I've a frame-rate (FPS) for a system which I want to run manually using one of my tickers. (I've one that uses window.setTimeout (web) / tokio::time::ticker (native) and other that uses window.requestAnimationFrame (web) / tokio::time::ticker (native).) (These are also important because these tickers provide the elapsed delta.)

Project entry points are async (whether they wrap everything with an infinite loop or not relies on if it's a native platform versus the web).

On web, bootstrap occurs slightly different, using wasm-bindgen-futures instead of Tokio. On other platforms, bootstrap uses Tokio (with the Android case a bit more wrappy using the android_activity crate).

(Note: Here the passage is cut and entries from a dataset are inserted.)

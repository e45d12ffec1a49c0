use criterion::{BenchmarkId, Criterion, criterion_group, criterion_main};
use fmgen_core::*;
use fmgen_jani::*;

fn uniform() -> Expression {
    Expression::Distribution(Distribution::uniform(0.0, 1.0).unwrap())
}

#[inline(always)]
fn single_assignment_model() -> Model {
    let mut automaton = Automaton::new("sampler");
    automaton.add_location("idle");
    automaton.make_initial("idle").unwrap();
    automaton
        .add_variable(Variable::new("x", Type::Real, Some(0.0.into()), true))
        .unwrap();
    automaton
        .add_edge(Edge::new(
            "idle",
            Destination::new("idle").with_assignment(Assignment::new("x", uniform(), 0)),
        ))
        .unwrap();
    let mut model = Model::new("single");
    model.add_automaton(automaton).unwrap();
    model
}

#[inline(always)]
fn chained_assignments_model() -> Model {
    let mut automaton = Automaton::new("sampler");
    automaton.add_location("idle");
    automaton.make_initial("idle").unwrap();
    let mut dest = Destination::new("idle");
    for idx in 0..4 {
        let var = format!("x{idx}");
        automaton
            .add_variable(Variable::new(var.as_str(), Type::Real, Some(0.0.into()), true))
            .unwrap();
        dest = dest.with_assignment(Assignment::new(var, uniform(), idx));
    }
    automaton.add_edge(Edge::new("idle", dest)).unwrap();
    let mut model = Model::new("chained");
    model.add_automaton(automaton).unwrap();
    model
}

fn distributions(c: &mut Criterion) {
    let sum = Expression::binary(OpTag::Add, uniform(), uniform());
    for resolution in [10, 100] {
        c.bench_with_input(
            BenchmarkId::new("expand sum of distributions", resolution),
            &sum,
            |b, sum| {
                b.iter(|| expand_distributions(sum, resolution).unwrap().len());
            },
        );
    }
}

fn models(c: &mut Criterion) {
    let models = [
        (single_assignment_model(), "single assignment"),
        (chained_assignments_model(), "chained assignments"),
    ];
    for (model, name) in models.into_iter() {
        c.bench_with_input(
            BenchmarkId::new("expand random variables", name),
            &model,
            |b, model| {
                b.iter(|| {
                    let mut model = model.clone();
                    expand_random_variables(&mut model, 100).unwrap();
                    model
                });
            },
        );
    }
}

criterion_group!(benches, distributions, models);
criterion_main!(benches);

Here's an example taken from the winit documentation doing event handling:

use winit::application::ApplicationHandler;
use winit::event::WindowEvent;
use winit::event_loop::{ActiveEventLoop, ControlFlow, EventLoop};
use winit::window::{Window, WindowId};

#[derive(Default)]
struct App {
    window: Option<Window>,
}

impl ApplicationHandler for App {
    fn resumed(&mut self, event_loop: &ActiveEventLoop) {
        self.window = Some(event_loop.create_window(Window::default_attributes()).unwrap());
    }

    fn window_event(&mut self, event_loop: &ActiveEventLoop, id: WindowId, event: WindowEvent) {
        match event {
            WindowEvent::CloseRequested => {
                println!("The close button was pressed; stopping");
                event_loop.exit();
            },
            WindowEvent::RedrawRequested => {
                // Redraw the application.
                //
                // It's preferable for applications that do not render continuously to render in
                // this event rather than in AboutToWait, since rendering in here allows
                // the program to gracefully handle redraws requested by the OS.

                // Draw.

                // Queue a RedrawRequested event.
                //
                // You only need to call this if you've determined that you need to redraw in
                // applications which do not always need to. Applications that redraw continuously
                // can render here instead.
                self.window.as_ref().unwrap().request_redraw();
            }
            _ => (),
        }
    }
}

fn main() {
    let event_loop = EventLoop::new().unwrap();

    // ControlFlow::Poll continuously runs the event loop, even if the OS hasn't
    // dispatched any events. This is ideal for games and similar applications.
    event_loop.set_control_flow(ControlFlow::Poll);

    // ControlFlow::Wait pauses the event loop if no events are available to process.
    // This is ideal for non-game applications that only update in response to user
    // input, and uses significantly less power/CPU time than ControlFlow::Poll.
    event_loop.set_control_flow(ControlFlow::Wait);

    let mut app = App::default();
    event_loop.run_app(&mut app);
}

Seems fine, but my entry point is async, so it'd conflict with winit's EventLoop (and I have a specific frame rate to target, as well). The system (rendering graphics, handling user input, executing Entity-Component-System patterns perhaps) might not be async itself though, I guess?

Also, by what everything indicates, for web the EventLoop should use .spawn_app(...) rather than .run_app(...).